Another way of wording that – you should seek to understand how a Jew in the 1st century would have understood the parable.  It makes sense, right? He was telling this to Abraham and Sarah on the mountainsides of Galilee. How would they have understood it? That might be a help for us. You say well, but that makes – that’s common sense.

What happened so often was that people who read the parable are so interested in applying it and seeing significance for themselves and the implications for themselves that they lose sight of the fact that first he must understand the point being made by the author, in this instance, Jesus.  In other words, what did Jesus intend to teach by this parable?

Alright?

Third Point: 1950s, when Redaction Criticism comes on the scene, people began to realize that the Gospel writers, the evangelists, Matthew, Mark, Luke and John were not just writing down parables and stories of Jesus. 

Say “I don’t know what they mean. I am just writing it down. I get paid by the word.” Or something like that.  But they were interpreters and they wanted to put a point across. And they are inspired interpreters and therefore we want to know what are they trying to emphasize by the Parables? What are those that are led by the Spirit seeking to teach by this parable? And you have the third principle.

Second, if you want to abbreviate the second one, “What did Jesus mean by the parable?” What did the evangelists – principle three - mean by the parable?”

Student: If we as ministers of God are filled with the Holy Spirit of God, are we therefore allowed to interpret as they did?

Dr. Stein:  I think we are allowed to show the implications of what the biblical authors meant to a congregation.  And that is good preaching.  But I don’t think we have a right to give it a meaning in the sense that the Evangelist is.  We try to understand what the Evangelist is teaching.  And if we are filled by the Spirit, that same Spirit will not show us a meaning that’s contrary what the Evangelist, who is filled by the Spirit is trying to convey.

Finally, the application. How does this apply to us? What good is it, if we have all this academic stuff and don’t see what God is trying to teach us in the parable itself? So those are the four major rules for interpreting the Parables.

First is parables are not allegories. They teach one basic point. There are exceptions. We will talk about these in a little while.

Second principle – what did Jesus mean by the parable?  What was He teaching?

The third – what the Evangelist mean? What is he teaching?

Fourthly, the application – what does God want me to do in regard to this parable?

Pretty straight forward.  Ok. Now questions or comments, so far?

Dr. Stein:  Alright let us look at the parable now and apply these four principles.  Parables are not allegories. Now, somebody will say “Dr. Stein, why are you so upset with Origen’s interpretation or Augustine’s interpretation? Augustine said that ‘The Law and the Prophets can’t save.’ Are you saying they can?”

“No. They can’t save. Only Jesus can save.”

“Well. That is exactly what Origen said. Don’t you believe that Jesus rose from the dead? It is what Augustine said.”

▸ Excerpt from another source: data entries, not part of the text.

//! Error types for the taskgraph engine.
//!
//! User-function failures are not represented here: they are contained inside
//! the owning stage as [`TaskError`](crate::task::TaskError) values and only
//! surface through the result tables. The types in this module describe the
//! failures that stop a whole graph run: topology problems detected before
//! anything starts, and infrastructure failures (queues, worker processes,
//! the log sink) detected while it runs.

use serde::{Deserialize, Serialize};
use std::collections::HashMap;
use thiserror::Error;

/// The main error type for graph operations.
#[derive(Debug, Error)]
pub enum TaskGraphError {
    /// The graph topology is invalid.
    #[error("{0}")]
    Topology(#[from] TopologyError),

    /// A cycle was detected in the graph.
    #[error("{0}")]
    CycleDetected(#[from] CycleDetectedError),

    /// A queue backing an edge, the fail queue or the log sink failed.
    #[error("Queue error: {0}")]
    Queue(#[from] QueueError),

    /// A worker process could not be launched or spoke an unexpected protocol.
    #[error("{0}")]
    Worker(#[from] WorkerError),

    /// A generic infrastructure error.
    #[error("Infrastructure error: {0}")]
    Infrastructure(String),

    /// Serialization/deserialization error.
    #[error("Serialization error: {0}")]
    Serialization(#[from] serde_json::Error),

    /// Configuration could not be parsed.
    #[error("Configuration error: {0}")]
    Config(String),

    /// IO error.
    #[error("IO error: {0}")]
    Io(#[from] std::io::Error),
}

impl TaskGraphError {
    /// Returns true for errors detected before the run started.
    #[must_use]
    pub fn is_topology(&self) -> bool {
        matches!(self, Self::Topology(_) | Self::CycleDetected(_))
    }
}

/// Diagnostic metadata attached to topology errors.
#[derive(Debug, Clone, Serialize, Deserialize, Default)]
pub struct ErrorInfo {
    /// Error code (e.g., "TOPOLOGY-001-CYCLE").
    pub code: String,
    /// Short summary of the error.
    pub summary: String,
    /// Hint for fixing the error.
    pub fix_hint: Option<String>,
    /// Additional context key-value pairs.
    #[serde(default)]
    pub context: HashMap<String, String>,
}

impl ErrorInfo {
    /// Creates a new error info.
    #[must_use]
    pub fn new(code: impl Into<String>, summary: impl Into<String>) -> Self {
        Self {
            code: code.into(),
            summary: summary.into(),
            fix_hint: None,
            context: HashMap::new(),
        }
    }

    /// Sets the fix hint.
    #[must_use]
    pub fn with_fix_hint(mut self, hint: impl Into<String>) -> Self {
        self.fix_hint = Some(hint.into());
        self
    }

    /// Adds a single context entry.
    #[must_use]
    pub fn with_context_entry(mut self, key: impl Into<String>, value: impl Into<String>) -> Self {
        self.context.insert(key.into(), value.into());
        self
    }
}

/// Error raised when the graph topology is rejected at start.
#[derive(Debug, Clone, Error)]
#[error("{message}")]
pub struct TopologyError {
    /// The error message.
    pub message: String,
    /// The stages involved in the error.
    pub stages: Vec<String>,
    /// Optional diagnostic info.
    pub error_info: Option<ErrorInfo>,
}

impl TopologyError {
    /// Creates a new topology error.
    #[must_use]
    pub fn new(message: impl Into<String>) -> Self {
        Self {
            message: message.into(),
            stages: Vec::new(),
            error_info: None,
        }
    }

    /// Sets the stages involved.
    #[must_use]
    pub fn with_stages(mut self, stages: Vec<String>) -> Self {
        self.stages = stages;
        self
    }

    /// Sets the diagnostic info.
    #[must_use]
    pub fn with_error_info(mut self, info: ErrorInfo) -> Self {
        self.error_info = Some(info);
        self
    }

    /// A seed or lookup referenced a stage tag that is not part of the graph.
    #[must_use]
    pub fn unknown_stage(tag: &str) -> Self {
        Self::new(format!("Unknown stage '{tag}'"))
            .with_stages(vec![tag.to_string()])
            .with_error_info(
                ErrorInfo::new("TOPOLOGY-002-UNKNOWN", format!("Stage '{tag}' is not reachable from the root"))
                    .with_fix_hint("Seed stages by the tag returned from Stage::tag()."),
            )
    }

    /// Two distinct stages share the same tag.
    #[must_use]
    pub fn duplicate_tag(tag: &str) -> Self {
        Self::new(format!("Duplicate stage tag '{tag}'"))
            .with_stages(vec![tag.to_string()])
            .with_error_info(
                ErrorInfo::new("TOPOLOGY-003-DUPLICATE", format!("More than one stage is tagged '{tag}'"))
                    .with_fix_hint("Give every stage a unique name."),
            )
    }
}

/// Error raised when a cycle is detected in the stage graph.
#[derive(Debug, Clone, Error)]
#[error("Cycle detected in graph: {}", cycle_path.join(" -> "))]
pub struct CycleDetectedError {
    /// The path of stage tags forming the cycle.
    pub cycle_path: Vec<String>,
    /// Diagnostic info.
    pub error_info: ErrorInfo,
}

impl CycleDetectedError {
    /// Creates a new cycle detected error.
    #[must_use]
    pub fn new(cycle_path: Vec<String>) -> Self {
        let info = ErrorInfo::new(
            "TOPOLOGY-001-CYCLE",
            format!("Graph contains a cycle: {}", cycle_path.join(" -> ")),
        )
        .with_fix_hint("Remove one of the edges in the cycle to break it.");

        Self {
            cycle_path,
            error_info: info,
        }
    }
}

/// Errors raised by queue backends.
#[derive(Debug, Clone, Error)]
pub enum QueueError {
    /// The queue was closed while an operation was pending.
    #[error("queue closed")]
    Closed,

    /// A non-blocking put found the queue at capacity.
    #[error("queue full (capacity {capacity})")]
    Full {
        /// The configured capacity.
        capacity: usize,
    },

    /// The pipe behind a cross-process queue failed.
    #[error("pipe io failed: {0}")]
    Io(String),

    /// A frame could not be encoded for a pipe.
    #[error("frame encode failed: {0}")]
    Encode(String),

    /// A frame read from a pipe could not be decoded.
    #[error("frame decode failed: {0}")]
    Decode(String),
}

impl From<std::io::Error> for QueueError {
    fn from(err: std::io::Error) -> Self {
        Self::Io(err.to_string())
    }
}

/// Errors raised while launching or talking to worker processes.
#[derive(Debug, Error)]
pub enum WorkerError {
    /// The worker executable could not be spawned.
    #[error("failed to launch worker '{program}': {source}")]
    Spawn {
        /// The program that was launched.
        program: String,
        /// The underlying IO error.
        #[source]
        source: std::io::Error,
    },

    /// A worker was asked to run a function its registry does not know.
    #[error("function '{0}' is not registered in the worker")]
    UnknownFunction(String),

    /// The worker process sent or expected an unexpected frame.
    #[error("worker protocol error: {0}")]
    Protocol(String),

    /// The worker role environment variable holds an unknown value.
    #[error("unknown worker role '{0}'")]
    UnknownRole(String),
}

“Yeah.  I believe that too.”

“And Origen said, ‘Jesus is coming again.’ That is what the return of the Good Samaritan means. Don’t you believe that?”

“Yeah. I believe that Jesus is coming again.”

“Then what is your problem with all of this?”

The problem is this.  It is not a question of whether the allegorical interpretation is true Christian theology. It is a question of whether the parable truly teaches that theology. Everybody get that?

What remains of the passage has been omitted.